The environmental conditions that fungi require in order to proliferate depend on water, temperature, and oxygen. The current environmental crisis is the result of an imbalance that has mistaken these common resources for assets.
Fuente is a compartment that provides the environmental control needed in order to cultivate oyster mushrooms (Pleurotus ostreatus), one of the most well-know edible species in the Fungi Kingdom. The compartment must not be opened, for it contains a closed water circulation system that works as a water dispenser and a platform upon which the fungi can grow. This greenhouse of sorts imitates the fountain located right in front of the museum, the place where the piece was supposed to be mounted before social unrest and protests affected Vicuña Mackenna avenue, the city, and the entire country.

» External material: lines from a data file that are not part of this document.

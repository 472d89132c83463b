//! Guard lexing and parsing errors.

use crate::guard::token::TokenKind;
use thiserror::Error;

/// Result type alias for guard lexing and parsing.
pub type GuardResult<T> = Result<T, GuardError>;

/// Errors raised while turning a guard string into an expression.
#[derive(Debug, Clone, PartialEq, Eq, Error)]
pub enum GuardError {
    /// A character that cannot start any token.
    #[error("unexpected character {ch:?} at offset {offset}")]
    Lex { ch: char, offset: usize },

    /// The token stream does not match the guard grammar.
    #[error("expected {}, found {found} at offset {offset}", join_kinds(.expected))]
    UnexpectedToken {
        expected: Vec<TokenKind>,
        found: TokenKind,
        offset: usize,
    },

    /// `not` and parentheses nested deeper than the parser accepts.
    #[error("guard nests deeper than {limit} levels at offset {offset}")]
    NestingTooDeep { limit: usize, offset: usize },
}

impl GuardError {
    /// Character offset the error points at.
    pub fn offset(&self) -> usize {
        match self {
            Self::Lex { offset, .. }
            | Self::UnexpectedToken { offset, .. }
            | Self::NestingTooDeep { offset, .. } => *offset,
        }
    }
}

fn join_kinds(kinds: &[TokenKind]) -> String {
    match kinds {
        [] => "nothing".to_string(),
        [only] => only.to_string(),
        [init @ .., last] => {
            let init: Vec<String> = init.iter().map(ToString::to_string).collect();
            format!("{} or {}", init.join(", "), last)
        }
    }
}

#[cfg(test)]
mod tests {
    use super::*;

    #[test]
    fn lex_error_message_names_character() {
        let err = GuardError::Lex { ch: '$', offset: 2 };
        assert_eq!(err.to_string(), "unexpected character '$' at offset 2");
        assert_eq!(err.offset(), 2);
    }

    #[test]
    fn unexpected_token_message_lists_alternatives() {
        let err = GuardError::UnexpectedToken {
            expected: vec![TokenKind::Name, TokenKind::Not, TokenKind::LParen],
            found: TokenKind::End,
            offset: 5,
        };
        assert_eq!(
            err.to_string(),
            "expected NAME, NOT or LPAREN, found END at offset 5"
        );
    }

    #[test]
    fn unexpected_token_message_with_single_alternative() {
        let err = GuardError::UnexpectedToken {
            expected: vec![TokenKind::RParen],
            found: TokenKind::End,
            offset: 2,
        };
        assert_eq!(err.to_string(), "expected RPAREN, found END at offset 2");
    }

    #[test]
    fn nesting_message_names_limit() {
        let err = GuardError::NestingTooDeep { limit: 256, offset: 257 };
        assert_eq!(
            err.to_string(),
            "guard nests deeper than 256 levels at offset 257"
        );
        assert_eq!(err.offset(), 257);
    }
}
//! Reconciliation of declared names against names used in the state tree.

use indexmap::{IndexMap, IndexSet};

/// Ordered map from a name to its optional description.
pub type DescriptionMap = IndexMap<String, Option<String>>;

/// Declared name table paired with the names a traversal found in use.
///
/// Both halves keep insertion order: declarations in the order they were
/// written, used names in order of first occurrence. All views are derived on
/// demand and preserve that order.
///
/// # Example
///
/// ```rust
/// use statechart::chart::{DescriptionMap, Descriptions};
/// use indexmap::IndexSet;
///
/// let mut declared = DescriptionMap::new();
/// declared.insert("e1".to_string(), Some("desc".to_string()));
/// declared.insert("e2".to_string(), None);
/// let used: IndexSet<String> = ["e2", "e3"].into_iter().map(String::from).collect();
///
/// let descriptions = Descriptions::new(declared, used);
/// let all_used = descriptions.all_used();
/// let used_names: Vec<&str> = all_used.keys().map(String::as_str).collect();
/// assert_eq!(used_names, ["e2", "e3"]);
/// assert!(descriptions.all_unused().contains_key("e1"));
/// ```
#[derive(Clone, Debug, Default, PartialEq, Eq)]
pub struct Descriptions {
    declared: DescriptionMap,
    used: IndexSet<String>,
}

impl Descriptions {
    pub fn new(declared: DescriptionMap, used: IndexSet<String>) -> Self {
        Self { declared, used }
    }

    pub fn declared(&self) -> &DescriptionMap {
        &self.declared
    }

    pub fn used_names(&self) -> &IndexSet<String> {
        &self.used
    }

    /// Every declared entry, then every used name that was never declared.
    pub fn all(&self) -> DescriptionMap {
        let mut result = self.declared.clone();
        for name in &self.used {
            result.entry(name.clone()).or_insert(None);
        }
        result
    }

    /// Declared entries that are used, then used names that were never
    /// declared.
    pub fn all_used(&self) -> DescriptionMap {
        let mut result: DescriptionMap = self
            .declared
            .iter()
            .filter(|(name, _)| self.used.contains(*name))
            .map(|(name, desc)| (name.clone(), desc.clone()))
            .collect();
        for name in &self.used {
            result.entry(name.clone()).or_insert(None);
        }
        result
    }

    /// Declared entries that no transition references.
    pub fn all_unused(&self) -> DescriptionMap {
        self.declared
            .iter()
            .filter(|(name, _)| !self.used.contains(*name))
            .map(|(name, desc)| (name.clone(), desc.clone()))
            .collect()
    }

    /// Used names missing from the declared table, in first-use order.
    pub fn undeclared(&self) -> IndexSet<String> {
        self.used
            .iter()
            .filter(|name| !self.declared.contains_key(*name))
            .cloned()
            .collect()
    }
}
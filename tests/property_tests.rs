//! Property-based tests for guard parsing and name reconciliation.
//!
//! These tests use proptest to verify properties hold across
//! many randomly generated inputs.

use indexmap::IndexSet;
use proptest::prelude::*;
use statechart::chart::{DescriptionMap, Descriptions};
use statechart::guard::{parse_guard, tokenize, GuardExpr, TokenKind};

fn is_keyword(name: &str) -> bool {
    matches!(name, "and" | "or" | "not")
}

/// Wrap anything that is not a factor so it can sit under `not` or `and`.
fn as_factor(expr: GuardExpr) -> GuardExpr {
    match expr {
        GuardExpr::Condition(_) | GuardExpr::Not(_) | GuardExpr::Parenthesized(_) => expr,
        other => GuardExpr::parenthesized(other),
    }
}

/// Wrap disjunctions so they can sit directly under `or`.
fn as_term(expr: GuardExpr) -> GuardExpr {
    match expr {
        GuardExpr::Or(_) => GuardExpr::parenthesized(expr),
        other => other,
    }
}

prop_compose! {
    fn arbitrary_name()(name in "[a-z][a-z0-9]{0,5}".prop_filter("keywords are reserved", |n| !is_keyword(n))) -> String {
        name
    }
}

prop_compose! {
    fn keyword_prefixed_name()(
        keyword in prop_oneof![Just("and"), Just("or"), Just("not")],
        suffix in "[a-z0-9]{1,5}",
    ) -> String {
        format!("{keyword}{suffix}")
    }
}

/// Expressions shaped the way the parser produces them.
fn arbitrary_expr() -> impl Strategy<Value = GuardExpr> {
    let leaf = arbitrary_name().prop_map(GuardExpr::Condition);
    leaf.prop_recursive(4, 32, 4, |inner| {
        prop_oneof![
            inner.clone().prop_map(|e| GuardExpr::not(as_factor(e))),
            inner.clone().prop_map(GuardExpr::parenthesized),
            prop::collection::vec(inner.clone(), 2..4)
                .prop_map(|v| GuardExpr::And(v.into_iter().map(as_factor).collect())),
            prop::collection::vec(inner, 2..4)
                .prop_map(|v| GuardExpr::Or(v.into_iter().map(as_term).collect())),
        ]
    })
}

fn collect_leaves(expr: &GuardExpr, out: &mut Vec<String>) {
    match expr {
        GuardExpr::Condition(name) => out.push(name.clone()),
        GuardExpr::Not(inner) | GuardExpr::Parenthesized(inner) => collect_leaves(inner, out),
        GuardExpr::And(operands) | GuardExpr::Or(operands) => {
            for operand in operands {
                collect_leaves(operand, out);
            }
        }
    }
}

proptest! {
    #[test]
    fn render_then_parse_is_identity(expr in arbitrary_expr()) {
        let rendered = expr.to_string();
        let parsed = parse_guard(&rendered).unwrap();
        prop_assert_eq!(&parsed, &expr);
        prop_assert_eq!(parsed.to_string(), rendered);
    }

    #[test]
    fn keyword_prefixed_identifiers_lex_as_names(name in keyword_prefixed_name()) {
        let tokens = tokenize(&name).unwrap();
        prop_assert_eq!(tokens.len(), 2);
        prop_assert_eq!(tokens[0].kind(), TokenKind::Name);
        prop_assert_eq!(tokens[0].text(), Some(name.as_str()));
        prop_assert_eq!(parse_guard(&name).unwrap(), GuardExpr::Condition(name.clone()));
    }

    #[test]
    fn lexing_always_ends_with_single_end(expr in arbitrary_expr()) {
        let tokens = tokenize(&expr.to_string()).unwrap();
        let ends = tokens.iter().filter(|t| t.kind() == TokenKind::End).count();
        prop_assert_eq!(ends, 1);
        prop_assert_eq!(tokens.last().map(|t| t.kind()), Some(TokenKind::End));
    }

    #[test]
    fn condition_names_are_first_occurrences_of_leaves(expr in arbitrary_expr()) {
        let mut leaves = Vec::new();
        collect_leaves(&expr, &mut leaves);
        let expected: IndexSet<String> = leaves.into_iter().collect();
        let names = expr.condition_names();
        prop_assert_eq!(names.len(), expected.len());
        prop_assert!(names.iter().eq(expected.iter()));
    }

    #[test]
    fn parsing_is_deterministic(expr in arbitrary_expr()) {
        let rendered = expr.to_string();
        prop_assert_eq!(parse_guard(&rendered).unwrap(), parse_guard(&rendered).unwrap());
    }

    #[test]
    fn descriptions_views_partition_declared_names(
        declared in prop::collection::vec(arbitrary_name(), 0..8),
        used in prop::collection::vec(arbitrary_name(), 0..8),
    ) {
        let declared: DescriptionMap = declared.into_iter().map(|n| (n, None)).collect();
        let used: IndexSet<String> = used.into_iter().collect();
        let descriptions = Descriptions::new(declared.clone(), used.clone());

        let all_used = descriptions.all_used();
        let all_unused = descriptions.all_unused();

        for name in declared.keys() {
            prop_assert!(all_used.contains_key(name) != all_unused.contains_key(name));
        }
        for name in &used {
            prop_assert!(all_used.contains_key(name));
        }
        prop_assert_eq!(all_used.len(), used.len());
        prop_assert_eq!(descriptions.all().len(), all_used.len() + all_unused.len());
    }
}
//! State nodes of a chart's state tree.

use crate::chart::error::ChartResult;
use crate::chart::transition::{EventCondition, EventGuard, TransitionDef};
use crate::collect::Traversal;
use crate::guard::GuardExpr;
use indexmap::IndexSet;
use serde::{Deserialize, Serialize};

/// A state, possibly containing child states.
#[derive(Clone, Debug, Default, PartialEq, Eq, Serialize, Deserialize)]
pub struct StateDef {
    #[serde(default, skip_serializing_if = "Option::is_none")]
    pub name: Option<String>,

    #[serde(default, skip_serializing_if = "Option::is_none")]
    pub description: Option<String>,

    #[serde(default, rename = "states")]
    pub children: Vec<StateDef>,

    #[serde(default)]
    pub transitions: Vec<TransitionDef>,
}

impl StateDef {
    pub fn name(&self) -> Option<&str> {
        self.name.as_deref()
    }

    pub fn is_leaf(&self) -> bool {
        self.children.is_empty()
    }

    /// Transitions without a target, in declared order.
    pub fn internal_transitions(&self) -> impl Iterator<Item = &TransitionDef> {
        self.transitions.iter().filter(|t| t.is_internal())
    }

    /// Transitions with a target, in declared order.
    pub fn outgoing_transitions(&self) -> impl Iterator<Item = &TransitionDef> {
        self.transitions.iter().filter(|t| t.is_outgoing())
    }

    /// Internal transitions followed by outgoing ones: the order every
    /// collector visits them in.
    pub fn visit_order(&self) -> impl Iterator<Item = &TransitionDef> {
        self.internal_transitions().chain(self.outgoing_transitions())
    }

    /// All descendant states in pre-order, excluding `self`.
    pub fn descendants(&self) -> Vec<&StateDef> {
        fn walk<'a>(state: &'a StateDef, out: &mut Vec<&'a StateDef>) {
            for child in &state.children {
                out.push(child);
                walk(child, out);
            }
        }

        let mut out = Vec::new();
        walk(self, &mut out);
        out
    }

    pub fn event_names(&self) -> ChartResult<IndexSet<String>> {
        Traversal::unbounded().event_names(self)
    }

    pub fn condition_names(&self) -> ChartResult<IndexSet<String>> {
        Traversal::unbounded().condition_names(self)
    }

    pub fn action_names(&self) -> ChartResult<IndexSet<String>> {
        Traversal::unbounded().action_names(self)
    }

    pub fn guard_expressions(&self) -> ChartResult<IndexSet<GuardExpr>> {
        Traversal::unbounded().guard_expressions(self)
    }

    pub fn event_conditions(&self) -> ChartResult<Vec<EventCondition>> {
        Traversal::unbounded().event_conditions(self)
    }

    pub fn event_guards(&self) -> ChartResult<Vec<EventGuard>> {
        Traversal::unbounded().event_guards(self)
    }
}
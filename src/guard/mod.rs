//! Guard expression sublanguage.
//!
//! Guards are boolean expressions over named conditions, written as strings on
//! transitions:
//!
//! ```text
//! expr   ::= term ("or" term)*
//! term   ::= factor ("and" factor)*
//! factor ::= NAME | "not" factor | "(" expr ")"
//! NAME   ::= [A-Za-z0-9]+   (except "and", "or", "not")
//! ```
//!
//! The language has no values, literals or comparisons; conditions are opaque
//! names evaluated elsewhere. Parsing is pure and every call builds a fresh
//! tree.

mod error;
mod expr;
mod lexer;
mod parser;
mod token;

pub use error::{GuardError, GuardResult};
pub use expr::GuardExpr;
pub use lexer::{tokenize, Lexer};
pub use parser::{parse_guard, Parser, MAX_NESTING};
pub use token::{Token, TokenKind};
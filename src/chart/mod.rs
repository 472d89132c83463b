//! State chart definition model.
//!
//! These types mirror the chart document: a root state with nested child
//! states, transitions carrying events, guard strings and actions, and three
//! declared name tables. They hold no parsed state; guards are parsed on
//! request by [`TransitionDef::parse_guard`] and by the collectors in
//! [`crate::collect`].

mod definition;
mod descriptions;
mod error;
mod state;
mod transition;

pub use definition::{NameKind, StateChartDef};
pub use descriptions::{DescriptionMap, Descriptions};
pub use error::{ChartError, ChartResult};
pub use state::StateDef;
pub use transition::{EventCondition, EventGuard, TransitionDef};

On the second floor of the Museum, a security camera projects what is happening inside the compartment while protecting the principle of non-intervention, of sacredness and mystery. The generation of environments favorable the cultivation of lifeforms appears as a concept that questions the role that humans have assigned to themselves, assuming their superiority and the right to control and intervene in life cycles. In the book Designing Environments for Life (2012), anthropologist Tim Ingold proposes the importance of the coexistence and co-development that corresponds, precisely, to the way in which fungi live, forming a rhizomatic structure, and the association of mycelia with plant roots, generating an interconnections between all of nature’s players.